A headline in the New York Times read, 'Trump trade war risks forfeiting America’s economic primacy'. The article that followed it declared, “The US has steered an economic order for 80 years based on trade and trust, making the country the world’s financial superpower. That vision is now blurred.”
Trump’s form of economic irredentism does not come as a surprise. He has for years called for retaliatory tariffs against the US’ trading partners. Speaking to TV show host Oprah Winfrey decades ago, he called for a revision of America’s foreign policy by making its “allies pay their fair share,” further saying, “they lived as kings” at the expense of US and its citizens.
Trump won the presidency last year with an overwhelming mandate. This resounding win was driven by the 'putting America first' policy which Wikipedia describes as “disregarding global affairs and focusing solely on domestic policy in the United States.”
Trump’s reciprocal tariffs are intended to, in his words, “bring back jobs and factories” to the US. They (tariffs) are also intended to do away with de minimis, where items considered too insignificant in value are not subjected to import taxes. De minimis has been abused by some importers to fuel the recreational drug epidemic in the US with substances like fentanyl smuggled through its borders.

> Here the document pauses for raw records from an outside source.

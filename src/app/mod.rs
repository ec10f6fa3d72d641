// SPDX-License-Identifier: MPL-2.0
//! Application root: a playlist beside a player.
//!
//! The `App` owns the playlist, the current selection and at most one
//! player. Player callbacks come back as ordinary [`Message`]s, so all
//! selection policy (next, back with wrap-around, close) lives here.

mod message;
pub mod paths;
pub mod playlist;
mod subscription;
mod update;
mod view;

pub use message::{Flags, Message};

use crate::config::{self, Config};
use crate::i18n::fluent::I18n;
use crate::media::{ClockBackend, VideoItem};
use crate::platform::WindowOrientation;
use crate::ui::video_player::{self, Callbacks, PlayerProps};
use iced::{window, Element, Size, Subscription, Task, Theme};
use std::fmt;

pub const WINDOW_DEFAULT_WIDTH: f32 = 1024.0;
pub const WINDOW_DEFAULT_HEIGHT: f32 = 680.0;
pub const MIN_WINDOW_WIDTH: f32 = 640.0;
pub const MIN_WINDOW_HEIGHT: f32 = 480.0;

/// Root Iced application state.
pub struct App {
    pub i18n: I18n,
    config: Config,
    videos: Vec<VideoItem>,
    selected_id: Option<String>,
    player: Option<video_player::State<Message>>,
    orientation: WindowOrientation,
    window_size: Size,
    /// Resolved once at startup; `System` queries the OS.
    theme: Theme,
    /// Last value reported through the player's fullscreen callback.
    fullscreen: bool,
}

impl fmt::Debug for App {
    fn fmt(&self, f: &mut fmt::Formatter<'_>) -> fmt::Result {
        f.debug_struct("App")
            .field("videos", &self.videos.len())
            .field("selected_id", &self.selected_id)
            .field("has_player", &self.player.is_some())
            .field("fullscreen", &self.fullscreen)
            .finish()
    }
}

/// Builds the window settings.
pub fn window_settings() -> window::Settings {
    window::Settings {
        size: Size::new(WINDOW_DEFAULT_WIDTH, WINDOW_DEFAULT_HEIGHT),
        min_size: Some(Size::new(MIN_WINDOW_WIDTH, MIN_WINDOW_HEIGHT)),
        ..window::Settings::default()
    }
}

/// Entry point used by `main.rs` to launch the Iced application loop.
pub fn run(flags: Flags) -> iced::Result {
    use std::cell::RefCell;

    // iced 0.14 requires an Fn boot; the flags are consumed on the first call.
    let boot_state = RefCell::new(Some(flags));
    let boot = move || App::new(boot_state.borrow_mut().take().unwrap_or_default());

    iced::application(boot, App::update, App::view)
        .title(App::title)
        .theme(App::theme)
        .window(window_settings())
        .subscription(App::subscription)
        .run()
}

impl App {
    /// Loads config and localization, then starts playing the first video.
    fn new(flags: Flags) -> (Self, Task<Message>) {
        let (config, config_error) = config::load();
        if let Some(error) = config_error {
            tracing::warn!(%error, "invalid settings file, using defaults");
        }
        let i18n = I18n::new(flags.lang, &config);
        Self::with_parts(config, i18n, flags.videos)
    }

    /// Builds the app from already-loaded parts. The first video, if any,
    /// is selected.
    pub(crate) fn with_parts(
        config: Config,
        i18n: I18n,
        videos: Vec<VideoItem>,
    ) -> (Self, Task<Message>) {
        let theme = config.general.theme_mode.to_theme();
        let mut app = Self {
            i18n,
            config,
            videos,
            selected_id: None,
            player: None,
            orientation: WindowOrientation::new(),
            window_size: Size::new(WINDOW_DEFAULT_WIDTH, WINDOW_DEFAULT_HEIGHT),
            theme,
            fullscreen: false,
        };
        tracing::info!(videos = app.videos.len(), "playlist ready");

        let task = match app.videos.first().cloned() {
            Some(first) => app.select(first),
            None => Task::none(),
        };
        (app, task)
    }

    fn title(&self) -> String {
        let key = if self.fullscreen {
            "window-title-fullscreen"
        } else {
            "window-title"
        };
        let app_name = self.i18n.tr(key);

        match self.selected_video() {
            Some(video) => format!("{} - {app_name}", video.title),
            None => app_name,
        }
    }

    fn theme(&self) -> Theme {
        self.theme.clone()
    }

    fn subscription(&self) -> Subscription<Message> {
        let events = subscription::create_event_subscription();
        match &self.player {
            Some(player) => Subscription::batch([
                events,
                player.subscription().map(Message::Player),
            ]),
            None => events,
        }
    }

    fn selected_video(&self) -> Option<&VideoItem> {
        let id = self.selected_id.as_deref()?;
        self.videos.iter().find(|video| video.id == id)
    }

    fn selected_index(&self) -> Option<usize> {
        let id = self.selected_id.as_deref()?;
        self.videos.iter().position(|video| video.id == id)
    }

    /// Selects `item` and feeds it to the player, creating one if needed.
    fn select(&mut self, item: VideoItem) -> Task<Message> {
        tracing::debug!(id = %item.id, uri = %item.uri, "video selected");
        self.selected_id = Some(item.id.clone());
        let props = self.player_props(&item);

        if let Some(player) = self.player.as_mut() {
            return player.set_props(props).map(Message::Player);
        }

        let (player, task) = video_player::State::new(
            props,
            Box::new(ClockBackend::default()),
            Box::new(self.orientation.clone()),
            self.config.player.settings(),
            self.window_size,
        );
        self.player = Some(player);
        task.map(Message::Player)
    }

    fn player_props(&self, item: &VideoItem) -> PlayerProps<Message> {
        let mut props = PlayerProps::new(item.source(), item.title.clone());
        props.description = item.description().map(str::to_owned);
        props.tags = item.tags.clone();
        props.callbacks = Callbacks {
            on_next: Some(Message::PlayerNext),
            on_back: Some(Message::PlayerBack),
            on_close: Some(Message::PlayerClosed),
            on_fullscreen_change: Some(Message::FullscreenChanged),
        };
        props.styles = self.config.styles.player.clone();
        props.icons = self.config.icons.clone();
        props
    }

    fn view(&self) -> Element<'_, Message> {
        view::view(view::ViewContext {
            i18n: &self.i18n,
            config: &self.config,
            videos: &self.videos,
            selected_id: self.selected_id.as_deref(),
            player: self.player.as_ref(),
        })
    }
}

#[cfg(test)]
mod tests {
    use super::*;
    use crate::ui::video_player::{DisplayMode, Message as PlayerMessage};
    use iced::Point;

    fn video(id: &str) -> VideoItem {
        VideoItem {
            id: id.to_string(),
            title: format!("Title {id}"),
            uri: format!("file:///videos/{id}.mp4"),
            description: None,
            tags: Vec::new(),
        }
    }

    fn english() -> I18n {
        let mut i18n = I18n::default();
        i18n.set_locale("en-US".parse().expect("valid locale"));
        i18n
    }

    fn app_with(ids: &[&str]) -> App {
        let videos = ids.iter().map(|id| video(id)).collect();
        let (app, _task) = App::with_parts(Config::default(), english(), videos);
        app
    }

    fn player(app: &App) -> &video_player::State<Message> {
        app.player.as_ref().expect("player should exist")
    }

    #[test]
    fn first_video_is_selected_on_start() {
        let app = app_with(&["a", "b"]);
        assert_eq!(app.selected_id.as_deref(), Some("a"));
        assert_eq!(player(&app).source().uri, "file:///videos/a.mp4");
        assert_eq!(player(&app).props().title, "Title a");
    }

    #[test]
    fn empty_playlist_starts_without_player() {
        let app = app_with(&[]);
        assert!(app.player.is_none());
        assert!(app.selected_id.is_none());
        assert_eq!(app.title(), "IcedClips");
    }

    #[test]
    fn title_includes_selected_video() {
        let app = app_with(&["a"]);
        assert_eq!(app.title(), "Title a - IcedClips");
    }

    #[test]
    fn selecting_a_row_switches_the_player_source() {
        let mut app = app_with(&["a", "b"]);
        let _ = app.update(Message::VideoSelected(video("b")));
        assert_eq!(app.selected_id.as_deref(), Some("b"));
        assert_eq!(player(&app).source().uri, "file:///videos/b.mp4");
    }

    #[test]
    fn next_advances_and_wraps_around() {
        let mut app = app_with(&["a", "b", "c"]);
        let _ = app.update(Message::PlayerNext);
        assert_eq!(app.selected_id.as_deref(), Some("b"));
        let _ = app.update(Message::PlayerNext);
        let _ = app.update(Message::PlayerNext);
        assert_eq!(app.selected_id.as_deref(), Some("a"));
    }

    #[test]
    fn back_retreats_and_wraps_around() {
        let mut app = app_with(&["a", "b", "c"]);
        let _ = app.update(Message::PlayerBack);
        assert_eq!(app.selected_id.as_deref(), Some("c"));
        assert_eq!(player(&app).source().uri, "file:///videos/c.mp4");
    }

    #[test]
    fn next_button_in_player_reaches_the_host() {
        let mut app = app_with(&["a", "b"]);
        let _ = app.update(Message::Player(PlayerMessage::Next));
        assert_eq!(app.selected_id.as_deref(), Some("b"));
    }

    #[test]
    fn fullscreen_callback_is_recorded_in_title() {
        let mut app = app_with(&["a"]);
        let _ = app.update(Message::Player(PlayerMessage::ToggleFullscreen));
        assert!(app.fullscreen);
        assert_eq!(app.title(), "Title a - IcedClips (fullscreen)");

        let _ = app.update(Message::Player(PlayerMessage::ToggleFullscreen));
        assert!(!app.fullscreen);
    }

    #[test]
    fn closing_the_mini_player_drops_it_and_clears_selection() {
        let mut app = app_with(&["a", "b"]);
        let _ = app.update(Message::Player(PlayerMessage::ToggleMinimize));
        assert_eq!(player(&app).display(), DisplayMode::Minimized);

        let _ = app.update(Message::Player(PlayerMessage::Close));
        assert!(app.player.is_none());
        assert!(app.selected_id.is_none());
        assert!(!app.fullscreen);
    }

    #[test]
    fn selecting_after_close_creates_a_new_player() {
        let mut app = app_with(&["a", "b"]);
        let _ = app.update(Message::PlayerClosed);
        assert!(app.player.is_none());

        let _ = app.update(Message::VideoSelected(video("b")));
        assert_eq!(player(&app).source().uri, "file:///videos/b.mp4");
        assert_eq!(player(&app).display(), DisplayMode::Normal);
    }

    #[test]
    fn minimize_timer_of_a_closed_player_leaves_the_next_one_alone() {
        let mut app = app_with(&["a", "b"]);
        let _ = app.update(Message::Player(PlayerMessage::ToggleFullscreen));
        let _ = app.update(Message::Player(PlayerMessage::ToggleMinimize));
        let stale = player(&app).instance_id();

        let _ = app.update(Message::Player(PlayerMessage::ToggleMinimize));
        let _ = app.update(Message::Player(PlayerMessage::Close));
        assert!(app.player.is_none());

        let _ = app.update(Message::VideoSelected(video("b")));
        let _ = app.update(Message::Player(PlayerMessage::MinimizeDelayElapsed(stale)));
        assert_eq!(player(&app).display(), DisplayMode::Normal);
        assert!(!app.fullscreen);
    }

    #[test]
    fn player_messages_without_player_are_ignored() {
        let mut app = app_with(&[]);
        let _ = app.update(Message::Player(PlayerMessage::MinimizeDelayElapsed(1)));
        let _ = app.update(Message::CursorMoved(Point::new(10.0, 10.0)));
        let _ = app.update(Message::ButtonReleased);
        assert!(app.player.is_none());
    }

    #[test]
    fn window_resize_is_recorded() {
        let mut app = app_with(&["a"]);
        let size = Size::new(900.0, 700.0);
        let _ = app.update(Message::WindowResized(window::Id::unique(), size));
        assert_eq!(app.window_size, size);
    }

    #[test]
    fn mini_player_drag_follows_routed_cursor_events() {
        let mut app = app_with(&["a"]);
        let _ = app.update(Message::WindowResized(
            window::Id::unique(),
            Size::new(800.0, 600.0),
        ));
        let _ = app.update(Message::Player(PlayerMessage::ToggleMinimize));
        let start = player(&app).mini_position();

        let _ = app.update(Message::CursorMoved(Point::new(start.x + 5.0, start.y + 5.0)));
        let _ = app.update(Message::Player(PlayerMessage::DragStarted));
        let _ = app.update(Message::CursorMoved(Point::new(start.x - 95.0, start.y - 45.0)));
        assert_eq!(
            player(&app).mini_position(),
            Point::new(start.x - 100.0, start.y - 50.0)
        );

        let _ = app.update(Message::ButtonReleased);
        assert!(!player(&app).is_dragging());
    }

    #[test]
    fn config_overrides_reach_the_player() {
        use crate::ui::styles::{Style, StyleOverrides, StyleSlot};

        let mut config = Config::default();
        config.styles.player = StyleOverrides::new().with(
            StyleSlot::Controls,
            Style {
                spacing: Some(12.0),
                ..Style::EMPTY
            },
        );
        let (app, _) = App::with_parts(config, english(), vec![video("a")]);
        assert!(player(&app).props().styles.get(StyleSlot::Controls).is_some());
    }
}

America’s exalted status as the world’s richest nation and sole financial superpower was acquired by default. Reluctantly dragged into the Second World War through the bombing of Pearl Harbour, it has taken on the responsibility of shaping the post-war global order. It has acted as policeman of the free world, stemming the encroachment of the communist East through involvement in the Vietnamese war.
It has also been involved in the Kuwait-Iraq conflict through Operation Desert Storm, Afghanistan and other theatres of war. But the fatigue induced by the keeping of global peace at its expense is now showing. It complains that Europe is freeloading yet it benefits the most from America’s attempts to keep the Suez Canal safe from Yemen’s Houthi rebels.
Further, responsibilities come with privileges. Remove these privileges and the responsibilities become burdensome. Erosion of pre-eminence of the US dollar as the global reserve currency is one such withdrawal of privilege. Another is the upended advantage enjoyed by American businesses globally and the loss of prestige as the putative global investment and innovative hub.
Trump’s policies appear to repudiate soft power tools like economic and humanitarian aid. Other axes of power have emerged like the Orient and the Middle East that have no illusions of human rights campaigns or the push for accountable leadership hitherto underwritten by the US. They are interested only in commercial concerns and profits which have elevated them to near superpower status to the detriment of US exceptionalism.
It is still early days and the impact of Trump’s policies is yet to be fully realised. One thing is clear though; America has sneezed and the rest of the world has caught a cold.